Within the material below, transcribe exactly the lines from the one holding "Per-item scheduling state." through the one holding "in epoch milliseconds.", keeping both ends and skipping the rest.

[Start of section]

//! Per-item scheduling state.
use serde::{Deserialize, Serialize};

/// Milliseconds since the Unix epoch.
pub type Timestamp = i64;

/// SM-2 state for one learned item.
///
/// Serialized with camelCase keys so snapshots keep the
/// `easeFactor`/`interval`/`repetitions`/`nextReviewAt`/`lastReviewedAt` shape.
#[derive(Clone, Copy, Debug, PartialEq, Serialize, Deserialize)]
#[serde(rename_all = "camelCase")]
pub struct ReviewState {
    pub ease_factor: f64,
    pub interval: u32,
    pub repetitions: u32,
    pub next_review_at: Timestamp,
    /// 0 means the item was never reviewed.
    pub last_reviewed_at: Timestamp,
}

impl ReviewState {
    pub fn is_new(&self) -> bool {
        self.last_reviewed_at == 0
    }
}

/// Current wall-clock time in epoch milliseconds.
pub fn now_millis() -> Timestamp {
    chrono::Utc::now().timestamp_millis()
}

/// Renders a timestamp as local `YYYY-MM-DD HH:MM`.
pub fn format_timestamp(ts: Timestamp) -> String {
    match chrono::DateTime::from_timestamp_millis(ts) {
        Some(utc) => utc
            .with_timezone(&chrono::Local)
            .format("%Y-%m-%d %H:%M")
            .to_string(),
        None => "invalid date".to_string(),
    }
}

[End of section]
[Start of section]

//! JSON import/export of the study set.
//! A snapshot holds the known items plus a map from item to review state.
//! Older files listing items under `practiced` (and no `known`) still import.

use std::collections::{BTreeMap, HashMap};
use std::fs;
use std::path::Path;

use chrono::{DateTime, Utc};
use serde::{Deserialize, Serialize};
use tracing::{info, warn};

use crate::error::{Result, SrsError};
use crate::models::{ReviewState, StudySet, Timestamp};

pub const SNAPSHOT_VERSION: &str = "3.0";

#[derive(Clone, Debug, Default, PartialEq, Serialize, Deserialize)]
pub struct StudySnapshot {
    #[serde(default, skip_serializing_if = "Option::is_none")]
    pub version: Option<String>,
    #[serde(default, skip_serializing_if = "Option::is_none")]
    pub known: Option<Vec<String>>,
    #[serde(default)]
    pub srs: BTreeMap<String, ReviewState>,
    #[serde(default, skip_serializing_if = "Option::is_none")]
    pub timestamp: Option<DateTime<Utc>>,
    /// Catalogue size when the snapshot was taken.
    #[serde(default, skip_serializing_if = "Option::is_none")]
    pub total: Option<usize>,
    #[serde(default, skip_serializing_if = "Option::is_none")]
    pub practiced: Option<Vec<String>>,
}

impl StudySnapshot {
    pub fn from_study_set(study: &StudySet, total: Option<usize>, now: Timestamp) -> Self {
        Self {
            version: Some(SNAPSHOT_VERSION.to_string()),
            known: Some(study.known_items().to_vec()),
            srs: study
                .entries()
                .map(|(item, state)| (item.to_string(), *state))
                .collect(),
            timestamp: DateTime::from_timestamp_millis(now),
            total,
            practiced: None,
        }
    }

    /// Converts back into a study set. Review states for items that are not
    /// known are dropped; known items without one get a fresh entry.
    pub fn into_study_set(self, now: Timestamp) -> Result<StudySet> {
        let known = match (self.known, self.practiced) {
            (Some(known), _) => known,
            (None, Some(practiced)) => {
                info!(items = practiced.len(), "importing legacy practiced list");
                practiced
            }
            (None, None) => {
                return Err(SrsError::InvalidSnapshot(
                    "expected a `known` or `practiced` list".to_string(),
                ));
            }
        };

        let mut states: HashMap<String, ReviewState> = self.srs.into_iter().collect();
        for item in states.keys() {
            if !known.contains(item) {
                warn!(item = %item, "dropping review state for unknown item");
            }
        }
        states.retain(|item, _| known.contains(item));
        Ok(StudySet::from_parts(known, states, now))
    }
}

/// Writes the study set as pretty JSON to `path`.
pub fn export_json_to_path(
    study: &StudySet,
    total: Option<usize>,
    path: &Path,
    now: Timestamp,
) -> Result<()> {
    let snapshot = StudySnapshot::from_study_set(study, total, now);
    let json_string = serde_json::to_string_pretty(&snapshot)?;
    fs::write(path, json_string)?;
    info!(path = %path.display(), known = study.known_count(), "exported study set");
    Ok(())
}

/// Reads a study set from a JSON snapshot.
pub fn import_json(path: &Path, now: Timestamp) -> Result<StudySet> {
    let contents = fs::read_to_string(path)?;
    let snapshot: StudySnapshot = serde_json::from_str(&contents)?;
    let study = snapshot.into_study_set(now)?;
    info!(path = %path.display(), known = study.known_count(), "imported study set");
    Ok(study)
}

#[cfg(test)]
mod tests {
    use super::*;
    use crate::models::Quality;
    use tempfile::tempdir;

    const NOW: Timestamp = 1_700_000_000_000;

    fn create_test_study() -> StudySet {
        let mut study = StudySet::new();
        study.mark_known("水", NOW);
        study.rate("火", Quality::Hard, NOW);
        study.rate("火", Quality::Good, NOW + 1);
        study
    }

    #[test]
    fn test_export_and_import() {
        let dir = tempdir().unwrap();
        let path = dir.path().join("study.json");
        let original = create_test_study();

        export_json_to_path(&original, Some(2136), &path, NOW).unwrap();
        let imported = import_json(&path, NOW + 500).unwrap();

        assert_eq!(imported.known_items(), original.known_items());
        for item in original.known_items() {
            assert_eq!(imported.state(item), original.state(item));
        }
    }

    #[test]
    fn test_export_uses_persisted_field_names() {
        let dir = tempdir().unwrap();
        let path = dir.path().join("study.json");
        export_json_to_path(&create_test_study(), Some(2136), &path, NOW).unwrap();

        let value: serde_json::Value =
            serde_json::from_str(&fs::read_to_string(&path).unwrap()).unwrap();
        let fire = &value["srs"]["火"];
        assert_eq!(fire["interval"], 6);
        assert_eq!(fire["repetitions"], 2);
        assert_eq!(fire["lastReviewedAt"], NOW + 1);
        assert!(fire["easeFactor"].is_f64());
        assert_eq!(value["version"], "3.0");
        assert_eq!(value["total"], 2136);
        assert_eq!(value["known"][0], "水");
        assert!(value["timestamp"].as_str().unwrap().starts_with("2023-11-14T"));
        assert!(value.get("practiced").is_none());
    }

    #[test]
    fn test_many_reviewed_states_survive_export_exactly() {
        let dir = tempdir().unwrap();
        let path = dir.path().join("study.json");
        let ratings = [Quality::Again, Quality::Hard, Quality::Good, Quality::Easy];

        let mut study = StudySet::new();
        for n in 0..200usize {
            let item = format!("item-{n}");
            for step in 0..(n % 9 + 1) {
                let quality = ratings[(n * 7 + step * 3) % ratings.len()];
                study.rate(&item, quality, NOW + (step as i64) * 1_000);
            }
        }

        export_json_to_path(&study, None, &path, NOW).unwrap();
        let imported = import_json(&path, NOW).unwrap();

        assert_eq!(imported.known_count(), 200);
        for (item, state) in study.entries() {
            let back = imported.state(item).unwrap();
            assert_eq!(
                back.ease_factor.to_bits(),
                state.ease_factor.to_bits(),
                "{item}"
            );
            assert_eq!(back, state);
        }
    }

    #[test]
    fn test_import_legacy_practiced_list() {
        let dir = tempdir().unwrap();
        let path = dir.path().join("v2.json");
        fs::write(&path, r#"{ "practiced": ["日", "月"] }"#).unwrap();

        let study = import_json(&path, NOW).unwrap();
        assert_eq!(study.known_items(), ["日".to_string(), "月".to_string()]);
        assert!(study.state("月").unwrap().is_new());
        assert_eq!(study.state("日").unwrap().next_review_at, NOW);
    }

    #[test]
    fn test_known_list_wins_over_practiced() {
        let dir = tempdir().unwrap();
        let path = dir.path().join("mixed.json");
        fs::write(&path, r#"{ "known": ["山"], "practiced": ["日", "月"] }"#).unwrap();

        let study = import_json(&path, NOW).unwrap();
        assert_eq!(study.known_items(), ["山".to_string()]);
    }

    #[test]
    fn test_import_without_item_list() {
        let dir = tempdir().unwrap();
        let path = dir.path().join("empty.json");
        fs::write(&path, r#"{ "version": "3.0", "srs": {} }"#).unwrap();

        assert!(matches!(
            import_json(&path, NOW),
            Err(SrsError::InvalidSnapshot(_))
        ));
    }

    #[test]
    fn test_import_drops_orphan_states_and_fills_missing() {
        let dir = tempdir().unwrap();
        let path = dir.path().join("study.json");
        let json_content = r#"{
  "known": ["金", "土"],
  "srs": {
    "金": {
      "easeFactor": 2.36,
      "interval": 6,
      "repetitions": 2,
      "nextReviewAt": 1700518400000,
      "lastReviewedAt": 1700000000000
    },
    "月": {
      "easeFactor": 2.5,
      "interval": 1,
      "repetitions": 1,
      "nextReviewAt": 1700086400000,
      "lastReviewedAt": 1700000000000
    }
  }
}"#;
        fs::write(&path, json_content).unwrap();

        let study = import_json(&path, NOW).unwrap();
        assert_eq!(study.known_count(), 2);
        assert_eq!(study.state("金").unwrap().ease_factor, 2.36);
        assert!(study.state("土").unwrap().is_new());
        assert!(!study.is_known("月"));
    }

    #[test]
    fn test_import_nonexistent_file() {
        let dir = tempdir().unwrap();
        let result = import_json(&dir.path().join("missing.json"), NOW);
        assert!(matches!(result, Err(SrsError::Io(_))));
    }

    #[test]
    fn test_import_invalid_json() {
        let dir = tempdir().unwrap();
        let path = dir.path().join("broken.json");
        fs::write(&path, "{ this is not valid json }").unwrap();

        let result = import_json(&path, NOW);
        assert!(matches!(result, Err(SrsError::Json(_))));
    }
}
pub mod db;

[End of section]

● **Answer to the exercise**
//! Per-item scheduling state.
use serde::{Deserialize, Serialize};

/// Milliseconds since the Unix epoch.
pub type Timestamp = i64;

/// SM-2 state for one learned item.
///
/// Serialized with camelCase keys so snapshots keep the
/// `easeFactor`/`interval`/`repetitions`/`nextReviewAt`/`lastReviewedAt` shape.
#[derive(Clone, Copy, Debug, PartialEq, Serialize, Deserialize)]
#[serde(rename_all = "camelCase")]
pub struct ReviewState {
    pub ease_factor: f64,
    pub interval: u32,
    pub repetitions: u32,
    pub next_review_at: Timestamp,
    /// 0 means the item was never reviewed.
    pub last_reviewed_at: Timestamp,
}

impl ReviewState {
    pub fn is_new(&self) -> bool {
        self.last_reviewed_at == 0
    }
}

/// Current wall-clock time in epoch milliseconds.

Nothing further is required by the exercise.